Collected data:
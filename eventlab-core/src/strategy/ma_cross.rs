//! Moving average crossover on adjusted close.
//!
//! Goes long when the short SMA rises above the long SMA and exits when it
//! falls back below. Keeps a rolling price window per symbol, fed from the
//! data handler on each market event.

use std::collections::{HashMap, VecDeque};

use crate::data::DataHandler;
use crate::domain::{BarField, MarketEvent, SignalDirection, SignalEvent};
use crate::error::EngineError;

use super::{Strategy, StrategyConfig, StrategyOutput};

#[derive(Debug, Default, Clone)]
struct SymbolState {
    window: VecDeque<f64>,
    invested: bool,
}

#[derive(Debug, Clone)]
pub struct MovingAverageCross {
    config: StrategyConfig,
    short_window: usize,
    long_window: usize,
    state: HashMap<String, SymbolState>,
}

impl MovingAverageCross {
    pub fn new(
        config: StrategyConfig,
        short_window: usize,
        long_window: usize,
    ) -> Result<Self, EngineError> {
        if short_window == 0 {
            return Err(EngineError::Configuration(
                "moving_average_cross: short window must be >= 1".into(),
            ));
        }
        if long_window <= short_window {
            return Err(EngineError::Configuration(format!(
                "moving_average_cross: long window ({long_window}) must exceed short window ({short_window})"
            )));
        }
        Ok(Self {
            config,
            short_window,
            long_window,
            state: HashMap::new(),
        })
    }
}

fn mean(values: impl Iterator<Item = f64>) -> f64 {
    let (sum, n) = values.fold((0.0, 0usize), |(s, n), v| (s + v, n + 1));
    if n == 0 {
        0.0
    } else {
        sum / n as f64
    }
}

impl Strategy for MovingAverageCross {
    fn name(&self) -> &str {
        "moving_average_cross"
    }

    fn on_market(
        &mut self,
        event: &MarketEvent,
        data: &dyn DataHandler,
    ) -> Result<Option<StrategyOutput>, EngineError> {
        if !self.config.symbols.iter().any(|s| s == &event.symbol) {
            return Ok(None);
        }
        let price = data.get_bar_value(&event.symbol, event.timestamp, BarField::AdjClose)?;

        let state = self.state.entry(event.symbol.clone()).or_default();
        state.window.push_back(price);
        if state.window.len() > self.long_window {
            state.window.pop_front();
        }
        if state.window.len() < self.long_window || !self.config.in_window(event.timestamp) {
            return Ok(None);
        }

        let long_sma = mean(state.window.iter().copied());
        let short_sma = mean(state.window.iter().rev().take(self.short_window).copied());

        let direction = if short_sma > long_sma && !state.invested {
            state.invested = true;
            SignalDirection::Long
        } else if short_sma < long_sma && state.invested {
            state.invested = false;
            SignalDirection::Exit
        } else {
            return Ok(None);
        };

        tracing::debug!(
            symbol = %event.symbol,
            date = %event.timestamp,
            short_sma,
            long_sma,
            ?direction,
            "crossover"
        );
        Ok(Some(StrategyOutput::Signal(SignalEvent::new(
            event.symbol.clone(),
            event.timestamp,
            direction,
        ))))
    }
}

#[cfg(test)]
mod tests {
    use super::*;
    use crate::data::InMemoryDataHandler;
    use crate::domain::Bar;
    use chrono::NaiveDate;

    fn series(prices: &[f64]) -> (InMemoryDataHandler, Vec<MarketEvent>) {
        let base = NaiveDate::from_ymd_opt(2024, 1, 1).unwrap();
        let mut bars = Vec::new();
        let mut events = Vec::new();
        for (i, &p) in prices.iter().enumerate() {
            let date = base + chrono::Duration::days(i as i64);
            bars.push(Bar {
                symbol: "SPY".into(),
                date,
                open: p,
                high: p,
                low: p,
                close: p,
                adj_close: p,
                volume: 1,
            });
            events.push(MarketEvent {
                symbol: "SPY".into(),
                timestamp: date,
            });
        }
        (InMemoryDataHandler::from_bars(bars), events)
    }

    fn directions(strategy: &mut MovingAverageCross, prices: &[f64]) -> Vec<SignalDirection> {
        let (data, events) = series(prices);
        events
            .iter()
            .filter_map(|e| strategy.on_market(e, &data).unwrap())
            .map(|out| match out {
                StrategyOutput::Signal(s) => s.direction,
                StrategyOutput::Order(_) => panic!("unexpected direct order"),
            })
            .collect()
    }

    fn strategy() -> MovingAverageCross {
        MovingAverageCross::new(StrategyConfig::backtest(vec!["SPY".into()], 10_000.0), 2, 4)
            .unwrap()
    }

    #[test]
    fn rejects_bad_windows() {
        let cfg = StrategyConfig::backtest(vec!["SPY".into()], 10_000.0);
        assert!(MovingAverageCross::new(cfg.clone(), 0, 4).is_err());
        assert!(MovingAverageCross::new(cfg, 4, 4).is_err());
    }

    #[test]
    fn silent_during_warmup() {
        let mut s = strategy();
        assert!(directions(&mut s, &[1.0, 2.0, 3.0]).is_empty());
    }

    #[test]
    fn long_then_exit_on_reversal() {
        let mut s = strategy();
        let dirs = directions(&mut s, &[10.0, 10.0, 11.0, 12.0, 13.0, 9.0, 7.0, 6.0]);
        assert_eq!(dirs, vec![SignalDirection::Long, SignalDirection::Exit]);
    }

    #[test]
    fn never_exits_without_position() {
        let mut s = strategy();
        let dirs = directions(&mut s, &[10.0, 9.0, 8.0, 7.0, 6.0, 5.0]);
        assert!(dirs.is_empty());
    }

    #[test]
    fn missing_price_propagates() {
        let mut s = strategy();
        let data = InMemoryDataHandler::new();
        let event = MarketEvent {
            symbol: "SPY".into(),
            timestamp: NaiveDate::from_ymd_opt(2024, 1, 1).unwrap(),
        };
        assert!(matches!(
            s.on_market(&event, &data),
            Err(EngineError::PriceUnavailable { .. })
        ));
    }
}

--

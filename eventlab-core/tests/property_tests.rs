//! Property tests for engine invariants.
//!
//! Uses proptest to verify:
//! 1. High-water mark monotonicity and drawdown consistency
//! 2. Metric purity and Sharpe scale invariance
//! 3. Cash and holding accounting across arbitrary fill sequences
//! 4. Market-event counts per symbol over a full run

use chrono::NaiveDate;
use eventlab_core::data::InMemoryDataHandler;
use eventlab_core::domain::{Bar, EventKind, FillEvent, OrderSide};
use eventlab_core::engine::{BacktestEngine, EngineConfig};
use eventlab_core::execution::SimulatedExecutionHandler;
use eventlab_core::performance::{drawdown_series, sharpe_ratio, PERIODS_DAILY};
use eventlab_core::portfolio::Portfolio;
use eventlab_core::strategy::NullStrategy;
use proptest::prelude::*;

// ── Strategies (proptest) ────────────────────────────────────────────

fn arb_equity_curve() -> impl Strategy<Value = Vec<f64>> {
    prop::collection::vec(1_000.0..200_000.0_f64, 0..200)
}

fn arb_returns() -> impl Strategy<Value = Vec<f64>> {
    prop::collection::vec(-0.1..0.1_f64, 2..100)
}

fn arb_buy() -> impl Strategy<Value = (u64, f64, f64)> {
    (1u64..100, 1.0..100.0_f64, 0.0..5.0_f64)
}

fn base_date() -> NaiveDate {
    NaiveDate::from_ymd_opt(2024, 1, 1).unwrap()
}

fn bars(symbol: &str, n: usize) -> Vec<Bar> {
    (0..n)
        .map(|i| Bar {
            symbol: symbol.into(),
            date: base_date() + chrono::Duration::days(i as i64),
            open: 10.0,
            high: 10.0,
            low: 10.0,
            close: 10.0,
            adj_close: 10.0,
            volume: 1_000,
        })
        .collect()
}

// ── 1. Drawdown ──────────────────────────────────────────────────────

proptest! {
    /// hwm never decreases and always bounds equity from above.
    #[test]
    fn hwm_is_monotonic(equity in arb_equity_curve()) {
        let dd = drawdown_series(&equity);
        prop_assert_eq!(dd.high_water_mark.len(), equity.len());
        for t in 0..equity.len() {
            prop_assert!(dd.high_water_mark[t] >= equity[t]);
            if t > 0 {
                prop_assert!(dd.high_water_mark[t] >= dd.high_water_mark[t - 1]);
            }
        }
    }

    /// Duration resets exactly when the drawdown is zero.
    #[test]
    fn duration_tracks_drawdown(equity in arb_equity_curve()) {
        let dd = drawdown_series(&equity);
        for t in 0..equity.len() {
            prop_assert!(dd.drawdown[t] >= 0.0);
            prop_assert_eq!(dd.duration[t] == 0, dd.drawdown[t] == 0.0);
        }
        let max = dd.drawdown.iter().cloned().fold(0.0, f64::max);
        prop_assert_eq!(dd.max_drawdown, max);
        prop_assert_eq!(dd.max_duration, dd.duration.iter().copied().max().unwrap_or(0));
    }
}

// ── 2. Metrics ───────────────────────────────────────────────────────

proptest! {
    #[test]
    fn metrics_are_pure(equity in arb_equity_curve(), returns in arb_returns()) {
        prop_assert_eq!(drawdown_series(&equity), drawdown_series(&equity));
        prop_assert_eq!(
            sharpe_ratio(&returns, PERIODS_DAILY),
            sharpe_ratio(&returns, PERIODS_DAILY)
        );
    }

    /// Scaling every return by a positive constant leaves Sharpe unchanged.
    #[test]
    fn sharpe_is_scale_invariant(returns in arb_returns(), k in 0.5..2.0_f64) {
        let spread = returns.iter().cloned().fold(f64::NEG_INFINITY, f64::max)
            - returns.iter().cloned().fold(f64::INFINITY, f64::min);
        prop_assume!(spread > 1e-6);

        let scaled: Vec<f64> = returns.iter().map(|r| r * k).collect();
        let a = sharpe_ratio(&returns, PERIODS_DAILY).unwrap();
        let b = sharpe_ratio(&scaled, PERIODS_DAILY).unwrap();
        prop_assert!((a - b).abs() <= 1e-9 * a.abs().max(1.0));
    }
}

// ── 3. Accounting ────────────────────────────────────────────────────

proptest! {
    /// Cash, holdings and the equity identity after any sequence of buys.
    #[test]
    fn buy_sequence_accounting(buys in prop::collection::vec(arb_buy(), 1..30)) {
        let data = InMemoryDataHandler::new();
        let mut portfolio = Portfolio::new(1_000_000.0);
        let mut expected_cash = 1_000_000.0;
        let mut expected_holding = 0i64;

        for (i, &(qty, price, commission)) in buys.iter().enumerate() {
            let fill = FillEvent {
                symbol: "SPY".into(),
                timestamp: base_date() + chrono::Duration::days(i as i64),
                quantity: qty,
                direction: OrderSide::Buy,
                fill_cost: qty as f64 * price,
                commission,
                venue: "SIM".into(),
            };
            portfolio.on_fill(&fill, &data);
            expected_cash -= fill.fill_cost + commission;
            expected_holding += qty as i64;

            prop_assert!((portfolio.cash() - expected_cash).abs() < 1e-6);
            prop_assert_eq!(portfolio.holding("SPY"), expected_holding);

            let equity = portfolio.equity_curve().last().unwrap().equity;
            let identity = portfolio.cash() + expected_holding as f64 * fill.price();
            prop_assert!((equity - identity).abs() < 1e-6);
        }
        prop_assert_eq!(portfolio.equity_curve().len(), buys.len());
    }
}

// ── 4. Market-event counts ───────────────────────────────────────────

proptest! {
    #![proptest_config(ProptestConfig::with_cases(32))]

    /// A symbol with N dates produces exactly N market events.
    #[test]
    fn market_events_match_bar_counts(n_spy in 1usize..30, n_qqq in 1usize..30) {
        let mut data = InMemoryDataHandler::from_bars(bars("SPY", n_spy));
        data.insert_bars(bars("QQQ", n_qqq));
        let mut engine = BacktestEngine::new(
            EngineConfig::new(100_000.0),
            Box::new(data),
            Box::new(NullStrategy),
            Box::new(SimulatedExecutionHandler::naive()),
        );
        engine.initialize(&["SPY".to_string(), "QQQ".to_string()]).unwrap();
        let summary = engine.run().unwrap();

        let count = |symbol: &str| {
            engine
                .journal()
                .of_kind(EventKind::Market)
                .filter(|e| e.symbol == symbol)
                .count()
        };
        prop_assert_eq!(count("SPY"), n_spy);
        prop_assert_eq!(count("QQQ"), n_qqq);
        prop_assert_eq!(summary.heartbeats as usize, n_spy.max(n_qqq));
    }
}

* * *

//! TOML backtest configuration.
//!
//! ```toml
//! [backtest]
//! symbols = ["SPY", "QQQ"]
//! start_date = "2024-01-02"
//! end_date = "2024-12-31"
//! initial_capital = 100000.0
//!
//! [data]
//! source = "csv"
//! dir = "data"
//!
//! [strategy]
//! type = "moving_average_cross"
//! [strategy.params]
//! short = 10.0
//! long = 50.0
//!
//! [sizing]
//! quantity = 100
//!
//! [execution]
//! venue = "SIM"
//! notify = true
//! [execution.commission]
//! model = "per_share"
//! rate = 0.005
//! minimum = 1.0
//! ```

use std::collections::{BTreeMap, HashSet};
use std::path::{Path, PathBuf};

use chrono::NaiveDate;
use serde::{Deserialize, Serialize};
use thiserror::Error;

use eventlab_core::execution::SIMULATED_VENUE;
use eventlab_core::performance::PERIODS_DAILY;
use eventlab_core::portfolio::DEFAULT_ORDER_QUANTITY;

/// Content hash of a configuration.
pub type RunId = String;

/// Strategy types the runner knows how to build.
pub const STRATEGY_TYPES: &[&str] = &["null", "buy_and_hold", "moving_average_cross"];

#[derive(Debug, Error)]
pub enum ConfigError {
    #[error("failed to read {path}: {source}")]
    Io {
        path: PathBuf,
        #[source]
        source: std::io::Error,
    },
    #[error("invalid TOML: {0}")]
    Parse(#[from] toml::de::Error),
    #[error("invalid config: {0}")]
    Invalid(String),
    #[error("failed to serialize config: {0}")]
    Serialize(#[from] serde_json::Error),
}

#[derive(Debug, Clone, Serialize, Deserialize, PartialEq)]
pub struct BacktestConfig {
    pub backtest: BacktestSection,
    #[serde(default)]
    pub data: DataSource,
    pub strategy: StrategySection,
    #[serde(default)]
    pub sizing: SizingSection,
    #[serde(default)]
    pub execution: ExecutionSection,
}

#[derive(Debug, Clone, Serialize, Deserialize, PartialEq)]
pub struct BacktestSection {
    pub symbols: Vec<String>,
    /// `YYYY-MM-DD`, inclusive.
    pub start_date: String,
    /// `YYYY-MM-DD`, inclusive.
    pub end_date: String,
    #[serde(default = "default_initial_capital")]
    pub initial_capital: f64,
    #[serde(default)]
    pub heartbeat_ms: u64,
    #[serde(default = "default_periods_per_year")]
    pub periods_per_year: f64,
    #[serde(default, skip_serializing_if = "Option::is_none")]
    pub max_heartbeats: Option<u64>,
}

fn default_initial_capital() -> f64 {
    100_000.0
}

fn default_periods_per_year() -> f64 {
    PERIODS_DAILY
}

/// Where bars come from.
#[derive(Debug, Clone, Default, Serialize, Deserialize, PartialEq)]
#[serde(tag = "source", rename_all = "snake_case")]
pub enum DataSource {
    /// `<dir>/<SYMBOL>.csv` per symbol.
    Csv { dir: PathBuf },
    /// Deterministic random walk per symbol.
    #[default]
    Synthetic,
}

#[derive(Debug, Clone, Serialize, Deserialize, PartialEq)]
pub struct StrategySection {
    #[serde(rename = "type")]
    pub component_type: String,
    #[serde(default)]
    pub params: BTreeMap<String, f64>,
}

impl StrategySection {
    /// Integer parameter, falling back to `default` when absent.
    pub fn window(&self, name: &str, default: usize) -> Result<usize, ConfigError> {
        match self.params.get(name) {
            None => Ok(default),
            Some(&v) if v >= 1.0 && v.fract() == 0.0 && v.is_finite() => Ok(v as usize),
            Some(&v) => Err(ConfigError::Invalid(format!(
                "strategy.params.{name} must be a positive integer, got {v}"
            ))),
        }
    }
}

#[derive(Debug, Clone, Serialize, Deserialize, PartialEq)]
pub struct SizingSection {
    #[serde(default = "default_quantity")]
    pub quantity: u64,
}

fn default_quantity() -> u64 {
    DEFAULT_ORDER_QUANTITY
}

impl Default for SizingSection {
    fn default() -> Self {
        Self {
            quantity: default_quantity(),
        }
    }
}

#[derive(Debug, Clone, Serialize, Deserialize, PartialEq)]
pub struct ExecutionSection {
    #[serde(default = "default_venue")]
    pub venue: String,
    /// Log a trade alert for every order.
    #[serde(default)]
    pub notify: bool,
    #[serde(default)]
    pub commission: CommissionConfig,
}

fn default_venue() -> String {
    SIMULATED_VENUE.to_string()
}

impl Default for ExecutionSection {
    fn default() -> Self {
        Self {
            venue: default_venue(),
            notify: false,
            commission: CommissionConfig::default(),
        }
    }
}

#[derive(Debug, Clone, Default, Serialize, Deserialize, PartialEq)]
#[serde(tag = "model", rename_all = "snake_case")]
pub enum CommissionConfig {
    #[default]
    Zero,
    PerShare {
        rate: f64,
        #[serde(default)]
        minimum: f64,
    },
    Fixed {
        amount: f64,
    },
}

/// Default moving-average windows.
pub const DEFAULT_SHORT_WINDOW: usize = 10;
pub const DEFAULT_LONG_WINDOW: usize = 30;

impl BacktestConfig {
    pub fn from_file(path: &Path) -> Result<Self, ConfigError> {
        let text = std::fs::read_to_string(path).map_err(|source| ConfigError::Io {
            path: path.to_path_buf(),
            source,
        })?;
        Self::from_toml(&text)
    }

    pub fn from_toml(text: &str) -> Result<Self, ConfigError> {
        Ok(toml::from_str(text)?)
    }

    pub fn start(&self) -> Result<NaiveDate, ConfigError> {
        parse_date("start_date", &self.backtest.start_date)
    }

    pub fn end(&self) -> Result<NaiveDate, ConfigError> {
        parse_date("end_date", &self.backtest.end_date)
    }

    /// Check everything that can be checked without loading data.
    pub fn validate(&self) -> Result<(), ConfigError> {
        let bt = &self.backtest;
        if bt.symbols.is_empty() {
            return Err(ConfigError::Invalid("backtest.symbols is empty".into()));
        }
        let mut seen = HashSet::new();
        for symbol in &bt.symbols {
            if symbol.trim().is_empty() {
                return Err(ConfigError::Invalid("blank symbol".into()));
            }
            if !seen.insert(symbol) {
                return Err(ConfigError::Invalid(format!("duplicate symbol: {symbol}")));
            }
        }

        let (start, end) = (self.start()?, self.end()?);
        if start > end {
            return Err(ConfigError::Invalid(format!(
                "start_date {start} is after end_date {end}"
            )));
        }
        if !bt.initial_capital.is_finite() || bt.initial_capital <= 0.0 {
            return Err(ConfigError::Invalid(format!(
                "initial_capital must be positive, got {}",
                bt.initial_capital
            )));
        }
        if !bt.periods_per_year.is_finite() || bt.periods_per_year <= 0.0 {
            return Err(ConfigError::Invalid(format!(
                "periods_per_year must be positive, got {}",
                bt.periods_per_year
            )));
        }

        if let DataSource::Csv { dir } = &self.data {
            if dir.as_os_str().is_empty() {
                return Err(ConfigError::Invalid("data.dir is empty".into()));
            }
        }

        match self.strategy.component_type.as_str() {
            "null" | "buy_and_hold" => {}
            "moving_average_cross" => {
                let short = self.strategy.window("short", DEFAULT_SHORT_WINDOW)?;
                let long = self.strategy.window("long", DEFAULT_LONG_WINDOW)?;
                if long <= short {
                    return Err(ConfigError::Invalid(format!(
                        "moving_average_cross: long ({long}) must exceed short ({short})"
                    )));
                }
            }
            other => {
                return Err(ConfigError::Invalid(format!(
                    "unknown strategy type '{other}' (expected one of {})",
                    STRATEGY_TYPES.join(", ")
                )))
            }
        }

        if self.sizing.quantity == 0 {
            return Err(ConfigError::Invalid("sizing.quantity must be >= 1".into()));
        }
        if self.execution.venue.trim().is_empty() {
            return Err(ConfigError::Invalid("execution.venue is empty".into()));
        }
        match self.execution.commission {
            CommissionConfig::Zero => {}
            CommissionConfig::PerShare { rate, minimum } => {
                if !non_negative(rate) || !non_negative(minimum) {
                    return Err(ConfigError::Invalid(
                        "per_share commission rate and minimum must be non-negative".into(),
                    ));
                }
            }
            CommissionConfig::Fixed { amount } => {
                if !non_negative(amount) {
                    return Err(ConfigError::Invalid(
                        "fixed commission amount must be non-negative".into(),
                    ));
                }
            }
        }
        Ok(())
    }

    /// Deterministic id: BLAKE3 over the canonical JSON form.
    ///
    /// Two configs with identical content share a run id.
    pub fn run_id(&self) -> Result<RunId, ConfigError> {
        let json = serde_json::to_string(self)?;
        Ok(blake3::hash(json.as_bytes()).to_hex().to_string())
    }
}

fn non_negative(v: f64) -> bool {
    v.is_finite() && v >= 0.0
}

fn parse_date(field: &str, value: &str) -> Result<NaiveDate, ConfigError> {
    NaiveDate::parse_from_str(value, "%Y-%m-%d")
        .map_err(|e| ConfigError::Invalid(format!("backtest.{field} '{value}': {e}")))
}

WORK INSTRUCTIONS:
Your answer should be the lines above from the one containing "let mut seen = HashSet::new();" through the one containing "let (start, end)", copied exactly and with both ends kept.

THE COMPLETED TASK:
        let mut seen = HashSet::new();
        for symbol in &bt.symbols {
            if symbol.trim().is_empty() {
                return Err(ConfigError::Invalid("blank symbol".into()));
            }
            if !seen.insert(symbol) {
                return Err(ConfigError::Invalid(format!("duplicate symbol: {symbol}")));
            }
        }

        let (start, end) = (self.start()?, self.end()?);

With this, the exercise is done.